For me, this retro romp back to the days when killing things was all a game needed was quite exhilarating at first, but a bit repetitive and somewhat frustrating later on. Turok is not an overly complex game, but it is difficult, and requires patience to get through the levels. If you don’t mind that, then you’ll discover that Turok is a blast to play.
In 1886, just before a major battle is to be fought between a Native American tribe and a unit of the U.S. Cavalry, the two leaders are mysteriously transported to the “Lost Land”, a darker, more sinister version of Dinotopia with its own war in progress. Once there, Tal’Set, leader of the Indians, joins the kind River People, while Captain Tobias Bruckner of the U.S. Cavalry joins the evil Lord Tyrannus and his “Dinosoid Armies”. A hokey story, I know, but the story is just the excuse for the important stuff, which is killing people-and dinosaurs.
Gameplay is of two varieties. The first is the side-scroller action, which accounts for the majority of the levels. You have a full range of actions; running, jumping, climbing, rolling, crawling, and swinging. There are more than a dozen weapons ranging from basic pistols to rocket launchers, and there are power ups galore and special places to explore (no rhyme intended). Most important, there are tons of enemies just asking to be shot.
The second type of level is the “shooter” area, where you’re looking over your character’s shoulder into the screen, shooting at enemies in front of you, First Person Shooter style.
You can play as one of two fighters Tal’Set, the Indian, or master fencer Djunn. Djunn is easier to play both because he can absorb more damage from enemies, and because his special weapon doubles as a grappling hook which can be used to swing to special areas.
As I said earlier, Turok is not an easy game to play. But the real frustration (and my only major gripe about the game) lies in the dreaded password mode of saving game progress. If you can’t survive to the end of a level to earn not one, but two passwords (level and inventory), you are doomed to repeat the level again.

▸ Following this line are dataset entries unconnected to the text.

//! Ingestion driver.
//!
//! Moves files through the pipeline one document at a time:
//! validate → load (blocking pool) → assemble → embed + upsert. A failure
//! at any stage aborts that document only; nothing is written for it.

use std::path::{Path, PathBuf};
use std::sync::Arc;

use ragline_core::chunk::ChunkerConfig;
use ragline_core::document::assemble;
use ragline_core::index::VectorIndex;
use ragline_core::models::FileType;
use ragline_core::{Error, Result};
use serde::Serialize;
use walkdir::WalkDir;

use crate::loader::{validate_document, Loader};

/// Directory names never descended into when walking.
const SKIPPED_DIRS: &[&str] = &[".git", "target", "node_modules"];

#[derive(Debug, Clone, Serialize)]
pub struct IngestOutcome {
    pub doc_id: String,
    pub filename: String,
    pub chunks: usize,
}

#[derive(Debug, Clone, Serialize)]
pub struct IngestFailure {
    pub path: String,
    pub error: String,
}

#[derive(Debug, Default, Serialize)]
pub struct IngestReport {
    pub ingested: Vec<IngestOutcome>,
    pub failed: Vec<IngestFailure>,
}

impl IngestReport {
    pub fn total_chunks(&self) -> usize {
        self.ingested.iter().map(|o| o.chunks).sum()
    }
}

pub struct Ingestor {
    index: Arc<VectorIndex>,
    chunker: ChunkerConfig,
    max_file_size_mb: u64,
}

impl Ingestor {
    pub fn new(index: Arc<VectorIndex>, chunker: ChunkerConfig, max_file_size_mb: u64) -> Self {
        Self {
            index,
            chunker,
            max_file_size_mb,
        }
    }

    /// Ingest a single file.
    pub async fn ingest_file(&self, path: &Path) -> Result<IngestOutcome> {
        let source = validate_document(path, self.max_file_size_mb)?;
        let loader = Loader::for_file_type(source.file_type);

        let document = tokio::task::spawn_blocking(move || loader.load(&source))
            .await
            .map_err(|e| Error::extraction(path.display().to_string(), e.to_string()))??;

        let document = assemble(document, &self.chunker)?;
        let chunks = self.index.insert(&document).await?;

        tracing::info!(
            file = %document.metadata.filename,
            doc_id = %document.doc_id,
            chunks,
            "ingested document"
        );
        Ok(IngestOutcome {
            doc_id: document.doc_id,
            filename: document.metadata.filename,
            chunks,
        })
    }

    /// Ingest files and directories. Directories are walked recursively for
    /// supported files, in sorted order.
    pub async fn ingest_paths(&self, paths: &[PathBuf]) -> IngestReport {
        let mut report = IngestReport::default();
        for file in expand_paths(paths) {
            match self.ingest_file(&file).await {
                Ok(outcome) => report.ingested.push(outcome),
                Err(e) => {
                    tracing::warn!(file = %file.display(), error = %e, "failed to ingest");
                    report.failed.push(IngestFailure {
                        path: file.display().to_string(),
                        error: e.to_string(),
                    });
                }
            }
        }
        report
    }
}

/// Expand directories into their supported files. Plain file arguments are
/// kept as given so validation can report on them.
pub fn expand_paths(paths: &[PathBuf]) -> Vec<PathBuf> {
    let mut files = Vec::new();
    for path in paths {
        if !path.is_dir() {
            files.push(path.clone());
            continue;
        }
        let mut found: Vec<PathBuf> = WalkDir::new(path)
            .into_iter()
            .filter_entry(|entry| {
                entry.depth() == 0
                    || !entry.file_type().is_dir()
                    || !SKIPPED_DIRS.contains(&entry.file_name().to_string_lossy().as_ref())
            })
            .filter_map(|entry| match entry {
                Ok(entry) => Some(entry),
                Err(e) => {
                    tracing::warn!(error = %e, "skipping unreadable entry");
                    None
                }
            })
            .filter(|entry| entry.file_type().is_file())
            .map(|entry| entry.into_path())
            .filter(|p| {
                p.extension()
                    .and_then(|e| FileType::from_extension(&e.to_string_lossy()))
                    .is_some()
            })
            .collect();
        found.sort();
        files.extend(found);
    }
    files
}
//! Document summarization.
//!
//! Short texts (under [`DIRECT_SUMMARY_WORDS`] words) are summarized with a
//! single prompt. Longer texts go through map-reduce: each chunk is
//! summarized on its own, then the joined partial summaries are summarized
//! again with the requested style.

use std::path::Path;
use std::sync::Arc;

use ragline_core::chunk::{chunk_text, ChunkerConfig};
use ragline_core::prompt::{partial_summary_prompt, summary_prompt, SummaryStyle};
use ragline_core::{Error, Result};

use crate::llm::LanguageModel;
use crate::loader::extract_text_blocking;

pub const DIRECT_SUMMARY_WORDS: usize = 1000;
const MAP_CHUNK_SIZE: usize = 2000;
const MAP_CHUNK_OVERLAP: usize = 200;

pub struct Summarizer {
    llm: Arc<dyn LanguageModel>,
    max_file_size_mb: u64,
}

impl Summarizer {
    pub fn new(llm: Arc<dyn LanguageModel>, max_file_size_mb: u64) -> Self {
        Self {
            llm,
            max_file_size_mb,
        }
    }

    pub async fn summarize_file(&self, path: &Path, style: SummaryStyle) -> Result<String> {
        let text = extract_text_blocking(path.to_path_buf(), self.max_file_size_mb).await?;
        if text.trim().is_empty() {
            return Err(Error::EmptyDocument(path.display().to_string()));
        }
        self.summarize_text(&text, style).await
    }

    pub async fn summarize_text(&self, text: &str, style: SummaryStyle) -> Result<String> {
        if text.trim().is_empty() {
            return Err(Error::EmptyDocument("<text>".to_string()));
        }
        let words = text.split_whitespace().count();
        if words < DIRECT_SUMMARY_WORDS {
            return self.llm.invoke(&summary_prompt(text, style)).await;
        }

        let chunker = ChunkerConfig::new(MAP_CHUNK_SIZE, MAP_CHUNK_OVERLAP)?;
        let chunks = chunk_text(text, &chunker);
        tracing::info!(words, chunks = chunks.len(), %style, "map-reduce summarization");

        let mut partials = Vec::with_capacity(chunks.len());
        for chunk in &chunks {
            partials.push(self.llm.invoke(&partial_summary_prompt(chunk)).await?);
        }
        self.llm
            .invoke(&summary_prompt(&partials.join("\n\n"), style))
            .await
    }
}
//! Entity, keyword and key-point extraction.
//!
//! Three independent prompts over the start of the text. Replies are
//! parsed leniently; a reply that cannot be parsed contributes nothing.

use std::path::Path;
use std::sync::Arc;

use ragline_core::extraction::{
    parse_entities, parse_key_points, parse_keywords, ExtractionResult,
};
use ragline_core::prompt::{entities_prompt, key_points_prompt, keywords_prompt};
use ragline_core::{Error, Result};

use crate::llm::LanguageModel;
use crate::loader::extract_text_blocking;

pub struct Extractor {
    llm: Arc<dyn LanguageModel>,
    max_file_size_mb: u64,
}

impl Extractor {
    pub fn new(llm: Arc<dyn LanguageModel>, max_file_size_mb: u64) -> Self {
        Self {
            llm,
            max_file_size_mb,
        }
    }

    pub async fn extract_from_file(&self, path: &Path) -> Result<ExtractionResult> {
        let text = extract_text_blocking(path.to_path_buf(), self.max_file_size_mb).await?;
        if text.trim().is_empty() {
            return Err(Error::EmptyDocument(path.display().to_string()));
        }
        self.extract_from_text(&text, &path.display().to_string())
            .await
    }

    pub async fn extract_from_text(&self, text: &str, source_file: &str) -> Result<ExtractionResult> {
        let entities = parse_entities(&self.llm.invoke(&entities_prompt(text)).await?);
        let keywords = parse_keywords(&self.llm.invoke(&keywords_prompt(text)).await?);
        let key_points = parse_key_points(&self.llm.invoke(&key_points_prompt(text)).await?);

        tracing::debug!(
            source = source_file,
            entities = entities.len(),
            keywords = keywords.len(),
            key_points = key_points.len(),
            "extracted information"
        );
        Ok(ExtractionResult {
            source_file: source_file.to_string(),
            entities,
            keywords,
            key_points,
            ..ExtractionResult::default()
        })
    }
}
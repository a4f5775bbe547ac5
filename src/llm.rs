//! Language model backends.
//!
//! [`LanguageModel`] is the seam the RAG, chat, summarizer and extractor
//! services generate through. Two call shapes are supported:
//!
//! - [`LanguageModel::invoke`]: one request, the full completion back.
//! - [`LanguageModel::stream`]: a [`FragmentStream`] of text pieces as the
//!   model produces them. A single producer task owns the HTTP response and
//!   pushes into a bounded channel; dropping the receiver makes its next
//!   send fail, which stops the task and closes the connection.
//!
//! Backend failures surface as [`Error::LlmBackend`] and are not retried.

use std::sync::Arc;
use std::time::Duration;

use async_trait::async_trait;
use futures_util::StreamExt;
use ragline_core::{Error, Result};
use serde::{Deserialize, Serialize};
use tokio::sync::mpsc;

use crate::config::LlmConfig;

/// Receiving end of a streamed generation. `Err` items end the stream.
pub type FragmentStream = mpsc::Receiver<Result<String>>;

/// Channel capacity between the producer task and the consumer.
pub const STREAM_BUFFER: usize = 32;

#[async_trait]
pub trait LanguageModel: Send + Sync {
    /// Backend name for logging (e.g. `"ollama"`).
    fn name(&self) -> &str;
    fn model(&self) -> &str;

    async fn invoke(&self, prompt: &str) -> Result<String>;

    /// Start a streamed generation. Errors that happen before the first
    /// fragment (connection refused, HTTP status) are returned directly.
    async fn stream(&self, prompt: &str) -> Result<FragmentStream>;
}

/// Drain a [`FragmentStream`] into one string, stopping at the first error.
pub async fn collect_stream(mut stream: FragmentStream) -> Result<String> {
    let mut out = String::new();
    while let Some(fragment) = stream.recv().await {
        out.push_str(&fragment?);
    }
    Ok(out)
}

/// A stream that yields `text` once and closes.
pub fn single_fragment(text: impl Into<String>) -> FragmentStream {
    let (tx, rx) = mpsc::channel(1);
    // Capacity 1 and a fresh receiver: this send cannot fail.
    let _ = tx.try_send(Ok(text.into()));
    rx
}

// ============ Ollama ============

#[derive(Serialize)]
struct GenerateRequest<'a> {
    model: &'a str,
    prompt: &'a str,
    stream: bool,
    #[serde(skip_serializing_if = "Option::is_none")]
    options: Option<GenerateOptions>,
}

#[derive(Serialize)]
struct GenerateOptions {
    temperature: f32,
}

/// One NDJSON line of `/api/generate`, or the whole body when not streaming.
#[derive(Debug, Deserialize)]
struct GenerateChunk {
    #[serde(default)]
    response: String,
    #[serde(default)]
    done: bool,
    #[serde(default)]
    error: Option<String>,
}

/// Calls `POST {url}/api/generate` on an Ollama server.
pub struct OllamaLlm {
    client: reqwest::Client,
    url: String,
    model: String,
    temperature: Option<f32>,
}

impl OllamaLlm {
    pub fn new(config: &LlmConfig) -> Result<Self> {
        let client = reqwest::Client::builder()
            .timeout(Duration::from_secs(config.timeout_secs))
            .pool_max_idle_per_host(5)
            .build()
            .map_err(|e| Error::llm(format!("failed to build HTTP client: {}", e)))?;
        Ok(Self {
            client,
            url: config.url.trim_end_matches('/').to_string(),
            model: config.model.clone(),
            temperature: config.temperature,
        })
    }

    async fn send(&self, prompt: &str, stream: bool) -> Result<reqwest::Response> {
        let request = GenerateRequest {
            model: &self.model,
            prompt,
            stream,
            options: self.temperature.map(|temperature| GenerateOptions { temperature }),
        };
        tracing::debug!(model = %self.model, stream, prompt_chars = prompt.len(), "generate request");

        let response = self
            .client
            .post(format!("{}/api/generate", self.url))
            .json(&request)
            .send()
            .await
            .map_err(|e| {
                Error::llm(format!(
                    "Ollama connection error (is Ollama running at {}?): {}",
                    self.url, e
                ))
            })?;

        let status = response.status();
        if !status.is_success() {
            let body = response.text().await.unwrap_or_default();
            return Err(Error::llm(format!("generation failed: HTTP {} - {}", status, body)));
        }
        Ok(response)
    }
}

#[async_trait]
impl LanguageModel for OllamaLlm {
    fn name(&self) -> &str {
        "ollama"
    }

    fn model(&self) -> &str {
        &self.model
    }

    async fn invoke(&self, prompt: &str) -> Result<String> {
        let response = self.send(prompt, false).await?;
        let chunk: GenerateChunk = response
            .json()
            .await
            .map_err(|e| Error::llm(format!("failed to parse generate response: {}", e)))?;
        if let Some(err) = chunk.error {
            return Err(Error::llm(err));
        }
        Ok(chunk.response)
    }

    async fn stream(&self, prompt: &str) -> Result<FragmentStream> {
        let response = self.send(prompt, true).await?;
        let (tx, rx) = mpsc::channel(STREAM_BUFFER);

        tokio::spawn(async move {
            let mut body = response.bytes_stream();
            let mut lines = LineBuffer::default();
            while let Some(next) = body.next().await {
                let bytes = match next {
                    Ok(bytes) => bytes,
                    Err(e) => {
                        let _ = tx.send(Err(Error::llm(format!("stream interrupted: {}", e)))).await;
                        return;
                    }
                };
                for line in lines.push(&bytes) {
                    if !forward_line(&tx, &line).await {
                        return;
                    }
                }
            }
            if let Some(line) = lines.finish() {
                forward_line(&tx, &line).await;
            }
        });

        Ok(rx)
    }
}

/// Send one NDJSON line downstream. Returns `false` when the stream is over:
/// the model reported `done`, an error was forwarded, or the consumer left.
async fn forward_line(tx: &mpsc::Sender<Result<String>>, line: &[u8]) -> bool {
    match parse_line(line) {
        Ok(None) => true,
        Ok(Some(chunk)) => {
            if !chunk.response.is_empty() && tx.send(Ok(chunk.response)).await.is_err() {
                tracing::debug!("stream consumer dropped, stopping generation");
                return false;
            }
            !chunk.done
        }
        Err(err) => {
            let _ = tx.send(Err(err)).await;
            false
        }
    }
}

fn parse_line(line: &[u8]) -> Result<Option<GenerateChunk>> {
    let line = line.trim_ascii();
    if line.is_empty() {
        return Ok(None);
    }
    let chunk: GenerateChunk = serde_json::from_slice(line)
        .map_err(|e| Error::llm(format!("malformed stream line: {}", e)))?;
    match chunk.error {
        Some(err) => Err(Error::llm(err)),
        None => Ok(Some(chunk)),
    }
}

/// Reassembles newline-delimited records split across network chunks.
#[derive(Default)]
struct LineBuffer {
    pending: Vec<u8>,
}

impl LineBuffer {
    fn push(&mut self, bytes: &[u8]) -> Vec<Vec<u8>> {
        self.pending.extend_from_slice(bytes);
        let mut lines = Vec::new();
        while let Some(pos) = self.pending.iter().position(|&b| b == b'\n') {
            let mut line: Vec<u8> = self.pending.drain(..=pos).collect();
            line.pop();
            lines.push(line);
        }
        lines
    }

    /// Whatever is left after the body ends without a trailing newline.
    fn finish(self) -> Option<Vec<u8>> {
        (!self.pending.is_empty()).then_some(self.pending)
    }
}

/// Create the [`LanguageModel`] named by `llm.provider`.
pub fn create_llm(config: &LlmConfig) -> Result<Arc<dyn LanguageModel>> {
    match config.provider.as_str() {
        "ollama" => Ok(Arc::new(OllamaLlm::new(config)?)),
        other => Err(Error::validation(format!("unknown llm provider: {}", other))),
    }
}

Graphics on the GameBoy Advance were quite nice. The levels were colorful and varied, and important information (such as health and remaining ammo) was clearly visible on the screen.
Although there was a quite satisfying range of sounds representing the carnage taking place onscreen, alas I am forever spoiled for plain old GBA music, having recently played Aggressive Inline. If you’ve played it, you know what I mean.
Though you can play as two distinct characters, they are not different enough to warrant multiple runs through Turok.
Two Player gaming is available via link cable, but only in cooperative mode. The developers should have had a versus mode as well. And hey, fighting as a dinosaur would have been nice too.
The repetitive nature of Turok, its difficulty, and the ability to save only at specific points with passwords will bother some. But to be fair, Turok: Evolution’s basic side scroller action make it a lot of fun to play, taking us back to kinder, gentler days, when games were simply about killing as many enemies as you can.